* _TASK BRIEF_: Check each line of the data for "persisted" and select those that have it.

* _Saved data entries_:
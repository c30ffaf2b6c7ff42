//! Recursive order status resolution.
//!
//! Every directory is classified by the first rule that applies:
//!
//! 1. a work list (`list.xml`) is present: work was already dispatched, `Pending`;
//! 2. a file with `ready` in its name is present (first one in name order):
//!    - `ready` + `fasady`: facade list finished, must be copied out by hand, `Pending`;
//!    - `ready` + `order`: completion marker, `Ready` with the persisted tree as children;
//!    - plain ready marker: `Ready` with the date from its name;
//!
//!    a marker whose date cannot be read leaves the directory `Pending`;
//! 3. job files (`.xml`, `.mpr`) without stop words: part files are rewritten, a work
//!    list is written, `Pending`;
//! 4. subdirectories: resolved recursively; any `Other` child makes the directory
//!    `Other` at once, any `Pending` child makes it `Pending`, and when every child is
//!    `Ready` the directory is `Ready` as of the latest child date and a completion
//!    marker is written;
//! 5. nothing at all: `Other`.
//!
//! Rules 1–3 only look at file names and are decided by [`classify`] before anything is
//! written; [`StatusResolver`] then applies the plan.

use crate::metrics::ScanMetrics;
use crate::models::{ScanOptions, Status, StatusNode};
use crate::services::manifest::{self, FileFormat};
use crate::services::{naming, panels, report_codec};
use camino::{Utf8Path, Utf8PathBuf};
use std::io;

/// Marks a file as a ready marker
const READY_WORD: &str = "ready";
/// Ready marker of a facade list that still has to be handed over manually
const FACADE_WORD: &str = "fasady";
/// Ready marker that carries a persisted status tree
const ORDER_WORD: &str = "order";

/// Entries of one directory, each list sorted by name
#[derive(Debug, Clone, Default, PartialEq, Eq)]
pub struct DirectoryListing {
    /// Full paths of subdirectories not on the ignore list
    pub subdirs: Vec<Utf8PathBuf>,
    /// Names of everything else
    pub files: Vec<String>,
}

/// A file that goes onto the work list
#[derive(Debug, Clone, PartialEq, Eq)]
pub struct JobFile {
    pub name: String,
    pub format: FileFormat,
}

/// What the files of a directory say about it
#[derive(Debug, Clone, PartialEq, Eq)]
pub enum LocalPlan {
    /// Work list already present
    ManifestPresent,
    /// Finished facade list waiting to be copied out
    FacadeMarker { file: String },
    /// Completion marker holding a persisted status tree
    CompletionMarker { file: String, date: Option<String> },
    /// Plain ready marker
    ReadyMarker { file: String, date: Option<String> },
    /// Job files to rewrite and put on a new work list, in name order
    Dispatch(Vec<JobFile>),
    /// Files say nothing; fall through to subdirectories
    Nothing,
}

/// List `dir`, dropping ignored subdirectories.
///
/// Entries whose name is not valid UTF-8 or whose type cannot be read are skipped with
/// a warning; only failing to open the directory itself is an error.
pub fn list_directory(dir: &Utf8Path, options: &ScanOptions) -> io::Result<DirectoryListing> {
    let mut listing = DirectoryListing::default();

    for entry in dir.read_dir_utf8()? {
        let entry = match entry {
            Ok(entry) => entry,
            Err(e) => {
                tracing::warn!("Skipping unreadable entry in {}: {}", dir, e);
                continue;
            }
        };

        let file_type = match entry.file_type() {
            Ok(file_type) => file_type,
            Err(e) => {
                tracing::warn!("Skipping {}: {}", entry.path(), e);
                continue;
            }
        };

        let name = entry.file_name();
        if file_type.is_dir() {
            if options.is_ignored(name) {
                tracing::debug!("Ignoring directory {}", entry.path());
                continue;
            }
            listing.subdirs.push(entry.path().to_path_buf());
        } else {
            listing.files.push(name.to_string());
        }
    }

    listing.subdirs.sort();
    listing.files.sort();
    Ok(listing)
}

/// Decide what a directory's files (sorted names) call for. Pure: nothing is read or
/// written.
pub fn classify(files: &[String], options: &ScanOptions) -> LocalPlan {
    if files.iter().any(|file| options.is_manifest(file)) {
        return LocalPlan::ManifestPresent;
    }

    if let Some(marker) = files.iter().find(|file| naming::contains_word(file, READY_WORD)) {
        let file = marker.clone();
        return if naming::contains_word(marker, FACADE_WORD) {
            LocalPlan::FacadeMarker { file }
        } else if naming::contains_word(marker, ORDER_WORD) {
            LocalPlan::CompletionMarker {
                date: naming::ready_date(marker),
                file,
            }
        } else {
            LocalPlan::ReadyMarker {
                date: naming::ready_date(marker),
                file,
            }
        };
    }

    let jobs: Vec<JobFile> = files
        .iter()
        .filter(|file| !naming::has_stop_word(file, &options.stop_words))
        .filter_map(|file| {
            FileFormat::of_file_name(file).map(|format| JobFile {
                name: file.clone(),
                format,
            })
        })
        .collect();

    if jobs.is_empty() {
        LocalPlan::Nothing
    } else {
        LocalPlan::Dispatch(jobs)
    }
}

fn directory_name(dir: &Utf8Path) -> String {
    dir.file_name().unwrap_or(dir.as_str()).to_string()
}

/// Walks order directories and builds their status trees.
///
/// Holds only read-only configuration and the run's counters; every call works on its
/// own data, so one resolver serves a whole run.
pub struct StatusResolver<'a> {
    options: &'a ScanOptions,
    metrics: &'a ScanMetrics,
}

impl<'a> StatusResolver<'a> {
    pub fn new(options: &'a ScanOptions, metrics: &'a ScanMetrics) -> Self {
        Self { options, metrics }
    }

    /// Resolve every order directory directly below `root`.
    ///
    /// `root` itself is only a container: it never gets a work list or a completion
    /// marker. Failing to list it is the one error that is returned instead of logged.
    pub fn resolve_orders(&self, root: &Utf8Path) -> io::Result<Vec<StatusNode>> {
        let listing = list_directory(root, self.options)?;
        self.metrics.record_directory_scanned();

        if !listing.files.is_empty() {
            tracing::debug!("{} loose file(s) in {} left alone", listing.files.len(), root);
        }

        Ok(listing
            .subdirs
            .iter()
            .map(|order| self.resolve(order))
            .collect())
    }

    /// Resolve one directory and everything below it.
    ///
    /// Never fails: an unreadable directory is logged and reported as `Other`.
    pub fn resolve(&self, dir: &Utf8Path) -> StatusNode {
        let name = directory_name(dir);

        let listing = match list_directory(dir, self.options) {
            Ok(listing) => listing,
            Err(e) => {
                tracing::warn!("Cannot read directory {}: {}", dir, e);
                self.metrics.record_directory_unreadable();
                return StatusNode::other(name);
            }
        };
        self.metrics.record_directory_scanned();

        let plan = classify(&listing.files, self.options);
        if let Some(node) = self.apply(dir, &name, plan) {
            tracing::debug!("{}: {}", dir, node.status);
            return node;
        }

        if !listing.subdirs.is_empty() {
            return self.aggregate(dir, name, &listing.subdirs);
        }

        tracing::warn!("Nothing to process in {}, needs manual review", dir);
        self.metrics.record_manual_action();
        StatusNode::other(name)
    }

    /// Carry out a file-level plan. `None` means the files decided nothing.
    fn apply(&self, dir: &Utf8Path, name: &str, plan: LocalPlan) -> Option<StatusNode> {
        match plan {
            LocalPlan::ManifestPresent => Some(StatusNode::pending(name)),

            LocalPlan::FacadeMarker { file } => {
                tracing::warn!(
                    "{}: move {} into the facade folders by hand",
                    dir,
                    file
                );
                self.metrics.record_manual_action();
                Some(StatusNode::pending(name))
            }

            LocalPlan::CompletionMarker { file, date } => {
                let children = self.load_marker(&dir.join(&file));
                match date {
                    Some(date) => {
                        let level = if children.is_empty() {
                            0
                        } else {
                            StatusNode::max_level(&children) + 1
                        };
                        Some(
                            StatusNode::ready(name, date)
                                .with_level(level)
                                .with_children(children),
                        )
                    }
                    None => {
                        tracing::warn!("No ready date in marker name {}/{}", dir, file);
                        Some(StatusNode::pending(name).with_children(children))
                    }
                }
            }

            LocalPlan::ReadyMarker { file, date } => match date {
                Some(date) => Some(StatusNode::ready(name, date)),
                None => {
                    tracing::warn!("No ready date in marker name {}/{}", dir, file);
                    Some(StatusNode::pending(name))
                }
            },

            LocalPlan::Dispatch(jobs) => {
                self.dispatch(dir, jobs);
                Some(StatusNode::pending(name))
            }

            LocalPlan::Nothing => None,
        }
    }

    fn load_marker(&self, path: &Utf8Path) -> Vec<StatusNode> {
        match report_codec::read_marker(path) {
            Ok(nodes) => {
                self.metrics.record_marker_loaded();
                nodes
            }
            Err(e) => {
                tracing::warn!("{}", e);
                self.metrics.record_marker_failure();
                Vec::new()
            }
        }
    }

    /// Rewrite part files, then write the work list for all job files.
    fn dispatch(&self, dir: &Utf8Path, jobs: Vec<JobFile>) {
        let mut paths = Vec::with_capacity(jobs.len());

        for job in jobs {
            let path = dir.join(&job.name);
            if job.format == FileFormat::Xml {
                match panels::rewrite_part_file(&path) {
                    Ok(rewrite) => {
                        if rewrite.dirty {
                            self.metrics.record_part_file_rewritten();
                        }
                        self.metrics.record_panels_skipped(rewrite.skipped_panels);
                    }
                    Err(e) => {
                        tracing::warn!("{}: {}", path, e);
                        self.metrics.record_part_file_failure();
                    }
                }
            }
            paths.push(path);
        }

        manifest::sort_job_files(&mut paths);

        match manifest::write_manifest(
            dir,
            &self.options.manifest_name,
            &paths,
            self.options.detail_count,
        ) {
            Ok(_) => self.metrics.record_manifest_written(),
            Err(e) => {
                tracing::warn!("{}", e);
                self.metrics.record_manifest_failure();
            }
        }
    }

    /// Combine subdirectory outcomes (sorted order).
    fn aggregate(&self, dir: &Utf8Path, name: String, subdirs: &[Utf8PathBuf]) -> StatusNode {
        let mut children = Vec::with_capacity(subdirs.len());
        let mut max_level = 0;

        for subdir in subdirs {
            let child = self.resolve(subdir);
            max_level = max_level.max(child.level);

            if child.status == Status::Other {
                tracing::info!("{} needs attention, {} stays Other", subdir, dir);
                return StatusNode::other(name).with_level(max_level + 1);
            }
            children.push(child);
        }

        let level = max_level + 1;

        if children.iter().any(|child| child.status == Status::Pending) {
            return StatusNode::pending(name)
                .with_level(level)
                .with_children(children);
        }

        // Dates are YYYY-MM-DD, so the string maximum is the latest date.
        let date = children
            .iter()
            .map(|child| child.date_ready.as_str())
            .max()
            .unwrap_or_default()
            .to_string();

        let node = StatusNode::ready(name, date)
            .with_level(level)
            .with_children(children);

        match report_codec::write_marker(dir, &node) {
            Ok(_) => self.metrics.record_marker_written(),
            Err(e) => {
                tracing::warn!("{}", e);
                self.metrics.record_marker_failure();
            }
        }

        node
    }
}

#[cfg(test)]
mod tests {
    use super::*;

    fn files(names: &[&str]) -> Vec<String> {
        names.iter().map(|name| name.to_string()).collect()
    }

    fn plan(names: &[&str]) -> LocalPlan {
        classify(&files(names), &ScanOptions::default())
    }

    #[test]
    fn test_manifest_wins() {
        assert_eq!(
            plan(&["1_2.mpr", "LIST.XML", "ready_20240101.xml"]),
            LocalPlan::ManifestPresent
        );
    }

    #[test]
    fn test_facade_marker() {
        assert_eq!(
            plan(&["ready_fasady_20240101.xml"]),
            LocalPlan::FacadeMarker {
                file: "ready_fasady_20240101.xml".to_string()
            }
        );
    }

    #[test]
    fn test_completion_marker() {
        assert_eq!(
            plan(&["order_ready_20240503.xml"]),
            LocalPlan::CompletionMarker {
                file: "order_ready_20240503.xml".to_string(),
                date: Some("2024-05-03".to_string()),
            }
        );
    }

    #[test]
    fn test_ready_marker_with_bad_date() {
        assert_eq!(
            plan(&["Ready_2024.xml"]),
            LocalPlan::ReadyMarker {
                file: "Ready_2024.xml".to_string(),
                date: None,
            }
        );
    }

    #[test]
    fn test_first_marker_decides() {
        assert_eq!(
            plan(&["a_ready_20240101.xml", "b_ready_fasady_20240101.xml"]),
            LocalPlan::ReadyMarker {
                file: "a_ready_20240101.xml".to_string(),
                date: Some("2024-01-01".to_string()),
            }
        );
    }

    #[test]
    fn test_marker_beats_job_files() {
        assert!(matches!(
            plan(&["1_2.xml", "ready_20240101.xml"]),
            LocalPlan::ReadyMarker { .. }
        ));
    }

    #[test]
    fn test_dispatch_filters_stop_words_and_extensions() {
        assert_eq!(
            plan(&["1_2.XML", "2_1.mpr", "fasady.xml", "notes.txt"]),
            LocalPlan::Dispatch(vec![
                JobFile {
                    name: "1_2.XML".to_string(),
                    format: FileFormat::Xml,
                },
                JobFile {
                    name: "2_1.mpr".to_string(),
                    format: FileFormat::Mpr,
                },
            ])
        );
    }

    #[test]
    fn test_nothing() {
        assert_eq!(plan(&["notes.txt"]), LocalPlan::Nothing);
        assert_eq!(plan(&[]), LocalPlan::Nothing);
    }
}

* _FINAL ANSWER_:
//!    - `ready` + `order`: completion marker, `Ready` with the persisted tree as children;
/// Ready marker that carries a persisted status tree
    /// Completion marker holding a persisted status tree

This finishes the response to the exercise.